Data is identified, copied, formatted and
prepared for loading into the
warehouse.
Acquisition steps
Catalog the data
Clean and prepare the data.
Develop an inventory of where it is
and what it means.
Extract from legacy files and reformat
to make it usable.
Transport data from one location to
another.
Storage
The storage component holds the
data so that the many different data
mining, executive information
and decision support systems can make
use of it effectively.
The Storage Area
Managed by
Relational databases
like those from Oracle Corp. or Informix
Software Inc.
Specialized hardware
symmetric multiprocessor (SMP)
or massively parallel processor
(MPP) machines
Storage
The majority of warehouse storage
today is being managed by relational
databases running on Unix platforms.
Oracle, Sybase Inc., IBM Corp. and
Informix control 65 percent of the
warehouse storage market.

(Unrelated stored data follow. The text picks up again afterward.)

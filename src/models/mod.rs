//! Domain models for resolved places.

mod metadata;
mod place;
mod provenance;

pub use metadata::{Atmosphere, PriceLevel};
pub use place::{Contact, Features, Place, Review, UNKNOWN_RATING};
pub use provenance::{PlaceSource, ProviderSource};
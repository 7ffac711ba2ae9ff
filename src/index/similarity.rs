//! Name-similarity index used to find match candidates.

use std::sync::Arc;

use crate::error::AppError;
use crate::index::{Embedder, FlatIndex, VectorSearch};
use crate::models::Place;

/// Distance reported when there is nothing to compare against.
pub const NO_MATCH_DISTANCE: f32 = 1.0;

/// Result of a similarity lookup.
#[derive(Debug, Clone, PartialEq)]
pub struct QueryResult {
    /// Entity key of the closest indexed place, `None` when the index is empty.
    pub key: Option<String>,
    /// Distance on the embedder's native scale.
    pub distance: f32,
}

impl QueryResult {
    /// Sentinel returned by an empty index.
    pub fn no_match() -> Self {
        Self {
            key: None,
            distance: NO_MATCH_DISTANCE,
        }
    }
}

/// Embeds place names and answers "closest known place" queries.
///
/// Entries are append-only: one per distinct entity, created when the entity
/// is first stored and never re-embedded from merged names.
pub struct SimilarityIndex {
    embedder: Arc<dyn Embedder>,
    search: Box<dyn VectorSearch>,
    keys: Vec<String>,
}

impl SimilarityIndex {
    pub fn new(embedder: Arc<dyn Embedder>, search: Box<dyn VectorSearch>) -> Self {
        Self {
            embedder,
            search,
            keys: Vec::new(),
        }
    }

    /// Exact flat index using the embedder's native metric.
    pub fn flat(embedder: Arc<dyn Embedder>) -> Self {
        let search = FlatIndex::new(embedder.metric());
        Self::new(embedder, Box::new(search))
    }

    /// Embeds `place.name` and records it under `key`.
    pub fn insert(&mut self, place: &Place, key: &str) -> Result<(), AppError> {
        let embedding = self.embedder.embed(&place.name)?;
        let position = self.search.add(embedding)?;

        if position != self.keys.len() {
            return Err(AppError::Index(format!(
                "vector stored at position {} but {} keys are indexed",
                position,
                self.keys.len()
            )));
        }
        self.keys.push(key.to_string());
        Ok(())
    }

    /// Finds the indexed place whose name is closest to `place.name`.
    pub fn query(&self, place: &Place) -> Result<QueryResult, AppError> {
        if self.keys.is_empty() {
            return Ok(QueryResult::no_match());
        }

        let embedding = self.embedder.embed(&place.name)?;
        let Some(neighbor) = self.search.search(&embedding)? else {
            return Ok(QueryResult::no_match());
        };

        let key = self.keys.get(neighbor.position).cloned().ok_or_else(|| {
            AppError::Index(format!(
                "search returned position {} outside of {} indexed keys",
                neighbor.position,
                self.keys.len()
            ))
        })?;

        Ok(QueryResult {
            key: Some(key),
            distance: neighbor.distance,
        })
    }

    pub fn len(&self) -> usize {
        self.keys.len()
    }

    pub fn is_empty(&self) -> bool {
        self.keys.is_empty()
    }
}

#[cfg(test)]
mod tests {
    use super::*;
    use crate::index::DistanceMetric;

    /// Embeds by counting a handful of letters.
    struct LetterEmbedder;

    impl Embedder for LetterEmbedder {
        fn embed(&self, text: &str) -> Result<Vec<f32>, AppError> {
            let text = text.to_lowercase();
            Ok(['a', 'b', 'e', 'i', 'o', 'p', 's', 't']
                .iter()
                .map(|c| text.matches(*c).count() as f32)
                .collect())
        }
    }

    struct FailingEmbedder;

    impl Embedder for FailingEmbedder {
        fn embed(&self, _text: &str) -> Result<Vec<f32>, AppError> {
            Err(AppError::Embedding("model not loaded".to_string()))
        }

        fn metric(&self) -> DistanceMetric {
            DistanceMetric::Euclidean
        }
    }

    #[test]
    fn test_empty_index_query() {
        let index = SimilarityIndex::flat(Arc::new(LetterEmbedder));
        let result = index.query(&Place::new("1", "Anything")).unwrap();
        assert_eq!(result, QueryResult::no_match());
        assert_eq!(result.distance, 1.0);
        assert!(result.key.is_none());
    }

    #[test]
    fn test_empty_index_query_skips_embedder() {
        let index = SimilarityIndex::flat(Arc::new(FailingEmbedder));
        let result = index.query(&Place::new("1", "Anything")).unwrap();
        assert_eq!(result.distance, NO_MATCH_DISTANCE);
    }

    #[test]
    fn test_insert_then_query_exact_name() {
        let mut index = SimilarityIndex::flat(Arc::new(LetterEmbedder));
        index.insert(&Place::new("1", "Le Bistro"), "Le Bistro").unwrap();
        index.insert(&Place::new("2", "Pizza Papa"), "Pizza Papa").unwrap();

        let result = index.query(&Place::new("3", "Le Bistro")).unwrap();
        assert_eq!(result.key.as_deref(), Some("Le Bistro"));
        assert!(result.distance.abs() < 1e-6);
        assert_eq!(index.len(), 2);
    }

    #[test]
    fn test_embedding_failure_propagates() {
        let mut index = SimilarityIndex::flat(Arc::new(FailingEmbedder));
        let err = index.insert(&Place::new("1", "Le Bistro"), "Le Bistro").unwrap_err();
        assert!(matches!(err, AppError::Embedding(_)));
        assert!(index.is_empty());
    }
}
//! Distance metrics over dense embedding vectors.

use serde::{Deserialize, Serialize};

/// Distance metric, lower is closer.
#[derive(Debug, Clone, Copy, PartialEq, Eq, Default, Serialize, Deserialize)]
#[serde(rename_all = "snake_case")]
pub enum DistanceMetric {
    /// `1 - cosine similarity`, in `[0, 2]`.
    #[default]
    Cosine,
    /// L2 distance.
    Euclidean,
}

impl DistanceMetric {
    /// Distance between two vectors of equal length.
    pub fn distance(&self, a: &[f32], b: &[f32]) -> f32 {
        match self {
            DistanceMetric::Cosine => cosine_distance(a, b),
            DistanceMetric::Euclidean => euclidean_distance(a, b),
        }
    }
}

fn cosine_distance(a: &[f32], b: &[f32]) -> f32 {
    let mut dot = 0.0f32;
    let mut norm_a = 0.0f32;
    let mut norm_b = 0.0f32;
    for (x, y) in a.iter().zip(b) {
        dot += x * y;
        norm_a += x * x;
        norm_b += y * y;
    }

    // A zero vector has no direction: treat it as unrelated to everything.
    if norm_a == 0.0 || norm_b == 0.0 {
        return 1.0;
    }

    1.0 - dot / (norm_a.sqrt() * norm_b.sqrt())
}

fn euclidean_distance(a: &[f32], b: &[f32]) -> f32 {
    a.iter()
        .zip(b)
        .map(|(x, y)| (x - y) * (x - y))
        .sum::<f32>()
        .sqrt()
}

#[cfg(test)]
mod tests {
    use super::*;

    const EPS: f32 = 1e-6;

    #[test]
    fn test_cosine_identical_and_orthogonal() {
        let metric = DistanceMetric::Cosine;
        assert!(metric.distance(&[1.0, 2.0], &[2.0, 4.0]).abs() < EPS);
        assert!((metric.distance(&[1.0, 0.0], &[0.0, 1.0]) - 1.0).abs() < EPS);
        assert!((metric.distance(&[1.0, 0.0], &[-1.0, 0.0]) - 2.0).abs() < EPS);
    }

    #[test]
    fn test_cosine_zero_vector() {
        assert_eq!(DistanceMetric::Cosine.distance(&[0.0, 0.0], &[1.0, 0.0]), 1.0);
    }

    #[test]
    fn test_euclidean() {
        let d = DistanceMetric::Euclidean.distance(&[0.0, 0.0], &[3.0, 4.0]);
        assert!((d - 5.0).abs() < EPS);
    }
}
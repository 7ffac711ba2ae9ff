//! CLI module for place-index.
//!
//! Subcommands:
//! - `merge`: Resolve provider dumps into deduplicated places
//! - `embedding`: Embedding model management

mod embedding;
mod merge;

use clap::{Parser, Subcommand};

pub use embedding::EmbeddingCommand;
pub use merge::MergeCommand;

/// place-index - restaurant entity resolution
#[derive(Parser)]
#[command(name = "place-index")]
#[command(about = "Merge restaurant records from several providers into one deduplicated set")]
#[command(version)]
pub struct App {
    /// Run in verbose mode
    #[arg(short, long, global = true)]
    pub verbose: bool,

    #[command(subcommand)]
    pub command: Command,
}

#[derive(Subcommand)]
pub enum Command {
    /// Resolve Google Maps and Tripadvisor dumps
    Merge(MergeCommand),

    /// Embedding model management
    Embedding {
        #[command(subcommand)]
        command: EmbeddingCommand,
    },
}

impl App {
    /// Run the CLI application.
    pub async fn run(self) -> color_eyre::Result<()> {
        match self.command {
            Command::Merge(cmd) => cmd.run().await,
            Command::Embedding { command } => command.run(),
        }
    }
}
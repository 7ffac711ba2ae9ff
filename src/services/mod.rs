//! Entity resolution: merge rules and the engine that applies them.

mod merger;
pub mod policy;

pub use merger::{BatchReport, Merger, Resolution, TagMergeFailure};
pub use policy::{merge_list_unique, merge_rating, TagOracle};
//! Local sentence embeddings via fastembed.

use fastembed::{EmbeddingModel, InitOptions, TextEmbedding};

use crate::config::EmbeddingConfig;
use crate::error::AppError;
use crate::index::{DistanceMetric, Embedder};

/// fastembed text model.
///
/// Models are downloaded on first use into the configured cache directory.
pub struct FastEmbedder {
    model: TextEmbedding,
}

impl FastEmbedder {
    pub fn new(config: &EmbeddingConfig) -> Result<Self, AppError> {
        let model = Self::model_for(&config.model)?;

        let mut options =
            InitOptions::new(model).with_show_download_progress(config.show_download_progress);
        if let Some(dir) = &config.cache_dir {
            options = options.with_cache_dir(dir.clone());
        }

        let model = TextEmbedding::try_new(options)
            .map_err(|e| AppError::Embedding(format!("failed to load {}: {}", config.model, e)))?;

        tracing::info!("Loaded embedding model {}", config.model);
        Ok(Self { model })
    }

    fn model_for(name: &str) -> Result<EmbeddingModel, AppError> {
        match name {
            "BAAI/bge-small-en-v1.5" => Ok(EmbeddingModel::BGESmallENV15),
            "BAAI/bge-base-en-v1.5" => Ok(EmbeddingModel::BGEBaseENV15),
            "sentence-transformers/all-MiniLM-L6-v2" => Ok(EmbeddingModel::AllMiniLML6V2),
            "intfloat/multilingual-e5-small" => Ok(EmbeddingModel::MultilingualE5Small),
            "sentence-transformers/paraphrase-multilingual-MiniLM-L12-v2" => {
                Ok(EmbeddingModel::ParaphraseMLMiniLML12V2)
            }
            other => Err(AppError::Embedding(format!(
                "unsupported fastembed model '{}'",
                other
            ))),
        }
    }
}

impl Embedder for FastEmbedder {
    fn embed(&self, text: &str) -> Result<Vec<f32>, AppError> {
        self.model
            .embed(vec![text], None)
            .map_err(|e| AppError::Embedding(e.to_string()))?
            .pop()
            .ok_or_else(|| AppError::Embedding("model returned no embedding".to_string()))
    }

    fn metric(&self) -> DistanceMetric {
        DistanceMetric::Cosine
    }
}

#[cfg(test)]
mod tests {
    use super::*;

    #[test]
    fn test_unsupported_model_rejected() {
        let err = FastEmbedder::model_for("openai/text-embedding-3-small").unwrap_err();
        assert!(err.to_string().contains("unsupported"));
    }
}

Meta Group
Inc. (1996)
Access
Different end-user PCs and workstations draw
data from the warehouse with the help of
multidimensional analysis products, neural
networks, data discovery tools or analysis
tools.
These powerful, "smart" software products
are the real driving force behind the viability
of data warehousing.
Access Tools
Intelligent Agents and Agencies
Query Facilities and Managed Query
Environments
Statistical Analysis
Data Discovery.
(decision support, artificial intelligence and
expert systems)
OLAP
Data Visualization
Hardware Budget
A typical startup warehouse project
allocates more than 60 percent of its
budget for hardware and software to
the creation of a powerful storage
component, spending just 30 percent
on data mining and user access
technologies.
Systems Analysis Budget
Budgeting for systems analysis and
development, however, follows a very
different pattern.
More than 50 percent of development dollars
are spent on building acquisition capabilities,
30 percent fund the development of user
solutions and
20 percent are dedicated to the creation of
databases in the storage component.
Design Issues
Relational and Multidimensional Models
Denormalized and indexed relational
models more flexible
Multidimensional models simpler to use
and more efficient
Star Schemas in a RDBMS
In most companies doing ROLAP, the DBAs
have created countless indexes and summary
tables in order to avoid I/O-intensive table
scans against large fact tables. As the indexes
and summary tables proliferate in order to
optimize performance for the known queries
and aggregations that the users perform, the
build times and disk space needed to create
them has grown enormously, often requiring
more time than is allotted and more space
than the original data!
Building a Data Warehouse
from a Normalized Database
The steps
Develop a normalized entity-relationship
business model of the data warehouse.
Translate this into a dimensional model. This
step reflects the information and analytical
characteristics of the data warehouse.
Translate this into the physical model. This
reflects the changes necessary to reach the
stated performance objectives.
The Business Model
Identify the data structure, attributes
and constraints for the client’s data
warehousing environment.
Stable
Optimized for update
Flexible
Business Model
As always in life, there are some disadvantages
to 3NF:
Performance can be truly awful. Most of the
work that is performed on denormalizing a
data model is an attempt to reach
performance objectives.
The structure can be overwhelmingly
complex. We may wind up creating many
small relations which the user might think of
as a single relation or group of data.
Structural Dimensions
The first step is the development of the
structural dimensions. This step corresponds
very closely to what we normally do in a
relational database.
The star architecture that we will develop
here depends upon taking the central
intersection entities as the fact tables and
building the foreign key => primary key
relations as dimensions.
Simple DW pattern.
Other Dimensions
Categorical dimensions: generated
groups (additional key components)
Partitioning dimensions: subtypes
(planned vs. actual)
Informational dimensions: generate
different types of data (messy).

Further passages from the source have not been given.